Preparing Systems for MIPS
The Merit-based Incentive Payment System (MIPS), like the adoption of ICD-10, will drive changes in systems configuration. These changes are necessary to bill services accurately from the provider side, and process claims correctly from the payer side. These configuration changes should be started as soon as possible to meet reporting deadlines, and so as not to affect negative reimbursement outcomes. Among the system changes are:
(1) The ability of the system/software to identify which CPT codes are part of the quality measure reporting. The fields allotted for CPT/HCPCS codes should allow for possible inclusion of “text” characters (such as those codes starting with alpha) and of modifiers (up to approximately 3-4 types of modifiers), and allow for excel format analysis.
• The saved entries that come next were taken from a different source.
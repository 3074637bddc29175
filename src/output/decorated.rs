use std::fmt::Write;

use crate::error::Result;

use super::OffenseFormatter;
use super::plain::HR;

/// Color output mode for terminal display.
#[derive(Debug, Clone, Copy, PartialEq, Eq, Default)]
pub enum ColorMode {
    /// Auto-detect: use colors if stdout is a TTY and `NO_COLOR` is not set
    #[default]
    Auto,
    /// Always use colors
    Always,
    /// Never use colors
    Never,
}

/// ANSI color codes
mod ansi {
    pub const RED: &str = "\x1b[31m";
    pub const GREEN: &str = "\x1b[32m";
    pub const YELLOW: &str = "\x1b[33m";
    pub const CYAN: &str = "\x1b[36m";
    pub const RESET: &str = "\x1b[0m";
}

/// The colorized twin of the plain-text format: identical field sequence,
/// ANSI decoration on headers and labels.
pub struct DecoratedPlainTextFormatter {
    out: String,
    use_colors: bool,
}

impl DecoratedPlainTextFormatter {
    #[must_use]
    pub fn new(mode: ColorMode) -> Self {
        Self {
            out: String::new(),
            use_colors: should_use_colors(mode),
        }
    }

    fn paint(&self, text: &str, color: &str) -> String {
        if !self.use_colors {
            return text.to_string();
        }
        format!("{color}{text}{}", ansi::RESET)
    }
}

fn should_use_colors(mode: ColorMode) -> bool {
    match mode {
        ColorMode::Always => true,
        ColorMode::Never => false,
        ColorMode::Auto => {
            // Respect NO_COLOR environment variable
            if std::env::var("NO_COLOR").is_ok() {
                return false;
            }
            std::io::IsTerminal::is_terminal(&std::io::stdout())
        }
    }
}

impl OffenseFormatter for DecoratedPlainTextFormatter {
    fn start(&mut self) {}

    fn header(&mut self, path: &str) {
        let header = self.paint(&format!("[Checking for offenses in file: {path}]"), ansi::CYAN);
        writeln!(self.out, "{header}").ok();
    }

    fn start_line(&mut self, line_number: usize) {
        let label = self.paint(&format!("L{line_number}"), ansi::YELLOW);
        writeln!(self.out, "{HR}").ok();
        writeln!(self.out, "Offenses located at line number: {label}").ok();
        writeln!(self.out, "{HR}").ok();
    }

    fn location(&mut self, offense_type: &str, column: usize, message: &str) {
        let offense = self.paint(offense_type, ansi::RED);
        let label = self.paint(&format!("C{column}"), ansi::YELLOW);
        writeln!(
            self.out,
            "    -> {offense} offense located at column: {label}."
        )
        .ok();
        writeln!(self.out, "      {message}").ok();
    }

    fn source(&mut self, text: &str) {
        writeln!(self.out, "Offending line: {text}").ok();
    }

    fn end_line(&mut self) {
        writeln!(self.out, "{HR}").ok();
        writeln!(self.out).ok();
    }

    fn footer(&mut self, total_offenses: usize) {
        let total = self.paint(&total_offenses.to_string(), ansi::GREEN);
        writeln!(self.out, "Number of Offenses: {total}").ok();
        writeln!(self.out).ok();
    }

    fn end(&mut self) -> Result<String> {
        Ok(std::mem::take(&mut self.out))
    }
}

#[cfg(test)]
#[path = "decorated_tests.rs"]
mod tests;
(2) The ability of the system/software to produce a report, anytime. Generated reports should allow for analysis and printing in Excel, Word, and .pdf formats, at least. The templates for quality measures should be available in different formats for specific recipients, such as patient, provider, billing/business office, and official reporting (Centers for Medicare & Medicaid Services) or auditors. These reports should also have the flexibility to be included in the medical records, or outside of the medical records.
(3) The ability of the system/software to identify which among the patient population are participating in the MIPS reporting. This may be done through payer identification, age, sex, or any combination of the different variables necessary to generate reporting requirements.